→ **DATA EXCERPTS**:
◇ ◇ ◇

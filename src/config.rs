// ABOUTME: Environment-driven configuration for the OAuth authorization server
// ABOUTME: Loads SERVER_URL, OAUTH_* and HTTP_PORT into a typed, validated ServerConfig
//
// Licensed under either of Apache License, Version 2.0 or MIT License at your option.

use std::env;
use std::path::PathBuf;

use anyhow::{bail, Context, Result};
use serde::{Deserialize, Serialize};

use crate::constants::{defaults, env_vars};

/// Which identity source backs the authorization flow.
#[derive(Debug, Clone, Copy, PartialEq, Eq, Serialize, Deserialize)]
#[serde(rename_all = "lowercase")]
pub enum ProviderKind {
    /// Built-in demo identity source; treats any submitted identifier as authenticated.
    Custom,
    Google,
    Azure,
}

impl ProviderKind {
    fn from_str_or_default(s: &str) -> Self {
        match s.to_lowercase().as_str() {
            "google" => Self::Google,
            "azure" => Self::Azure,
            _ => Self::Custom,
        }
    }

    #[must_use]
    pub const fn is_federated(self) -> bool {
        !matches!(self, Self::Custom)
    }
}

/// Federation-related settings, populated regardless of which provider is active so the
/// adapter registry can be built once at startup.
#[derive(Debug, Clone)]
pub struct OAuth2ServerConfig {
    pub provider: ProviderKind,
    pub client_id: Option<String>,
    pub client_secret: Option<String>,
    pub tenant_id: String,
    pub valid_scopes: Vec<String>,
    pub default_scopes: Vec<String>,
    pub access_token_ttl_secs: i64,
    pub refresh_token_ttl_secs: i64,
    pub auth_code_ttl_secs: i64,
}

/// Top-level server configuration, loaded once at startup and shared read-only
/// behind an `Arc` for the lifetime of the process.
#[derive(Debug, Clone)]
pub struct ServerConfig {
    pub issuer_url: String,
    pub oauth_enabled: bool,
    pub http_port: u16,
    pub data_dir: PathBuf,
    pub oauth2: OAuth2ServerConfig,
}

fn comma_list(raw: &str) -> Vec<String> {
    raw.split(',')
        .map(str::trim)
        .filter(|s| !s.is_empty())
        .map(str::to_owned)
        .collect()
}

fn env_or(key: &str, default: &str) -> String {
    env::var(key).unwrap_or_else(|_| default.to_owned())
}

impl ServerConfig {
    /// Load configuration from the process environment.
    ///
    /// # Errors
    ///
    /// Returns an error if a numeric environment variable fails to parse, or if a
    /// federated provider is selected without its required client credentials.
    pub fn from_env() -> Result<Self> {
        let issuer_url = env_or(env_vars::SERVER_URL, "http://localhost:8080");
        let oauth_enabled = env::var(env_vars::OAUTH_ENABLED)
            .map(|v| v != "false" && v != "0")
            .unwrap_or(true);
        let http_port = env::var(env_vars::HTTP_PORT)
            .ok()
            .and_then(|v| v.parse().ok())
            .unwrap_or(defaults::HTTP_PORT);
        let data_dir = PathBuf::from(env_or(env_vars::OAUTH_DATA_DIR, defaults::OAUTH_DATA_DIR));

        let provider = ProviderKind::from_str_or_default(&env_or(
            env_vars::OAUTH_PROVIDER,
            "custom",
        ));
        let client_id = env::var(env_vars::OAUTH_CLIENT_ID).ok();
        let client_secret = env::var(env_vars::OAUTH_CLIENT_SECRET).ok();
        let tenant_id = env_or(env_vars::OAUTH_TENANT_ID, defaults::AZURE_TENANT);

        let valid_scopes = env::var(env_vars::OAUTH_VALID_SCOPES)
            .map(|v| comma_list(&v))
            .unwrap_or_else(|_| defaults::VALID_SCOPES.iter().map(|s| (*s).to_owned()).collect());
        let default_scopes = env::var(env_vars::OAUTH_DEFAULT_SCOPES)
            .map(|v| comma_list(&v))
            .unwrap_or_else(|_| {
                defaults::DEFAULT_SCOPES
                    .iter()
                    .map(|s| (*s).to_owned())
                    .collect()
            });

        let access_token_ttl_secs = parse_ttl(
            env_vars::OAUTH_ACCESS_TOKEN_TTL,
            defaults::ACCESS_TOKEN_TTL_SECS,
        )?;
        let refresh_token_ttl_secs = parse_ttl(
            env_vars::OAUTH_REFRESH_TOKEN_TTL,
            defaults::REFRESH_TOKEN_TTL_SECS,
        )?;
        let auth_code_ttl_secs =
            parse_ttl(env_vars::OAUTH_AUTH_CODE_TTL, defaults::AUTH_CODE_TTL_SECS)?;

        let config = Self {
            issuer_url,
            oauth_enabled,
            http_port,
            data_dir,
            oauth2: OAuth2ServerConfig {
                provider,
                client_id,
                client_secret,
                tenant_id,
                valid_scopes,
                default_scopes,
                access_token_ttl_secs,
                refresh_token_ttl_secs,
                auth_code_ttl_secs,
            },
        };

        config.validate()?;
        Ok(config)
    }

    /// Check for internally-inconsistent configuration.
    ///
    /// # Errors
    ///
    /// Returns an error if a federated provider is selected without client credentials.
    pub fn validate(&self) -> Result<()> {
        if self.oauth2.provider.is_federated()
            && (self.oauth2.client_id.is_none() || self.oauth2.client_secret.is_none())
        {
            bail!(
                "OAUTH_PROVIDER={:?} requires OAUTH_CLIENT_ID and OAUTH_CLIENT_SECRET",
                self.oauth2.provider
            );
        }
        Ok(())
    }
}

fn parse_ttl(key: &str, default: i64) -> Result<i64> {
    match env::var(key) {
        Ok(raw) => raw
            .parse::<i64>()
            .with_context(|| format!("{key} must be an integer number of seconds")),
        Err(_) => Ok(default),
    }
}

◇ ◇ ◇

→ **EXERCISE GOAL**: Return every line from the material that contains the word "ProviderKind".

→ **COMPLETED TASK**:
pub enum ProviderKind {
impl ProviderKind {
    pub provider: ProviderKind,
        let provider = ProviderKind::from_str_or_default(&env_or(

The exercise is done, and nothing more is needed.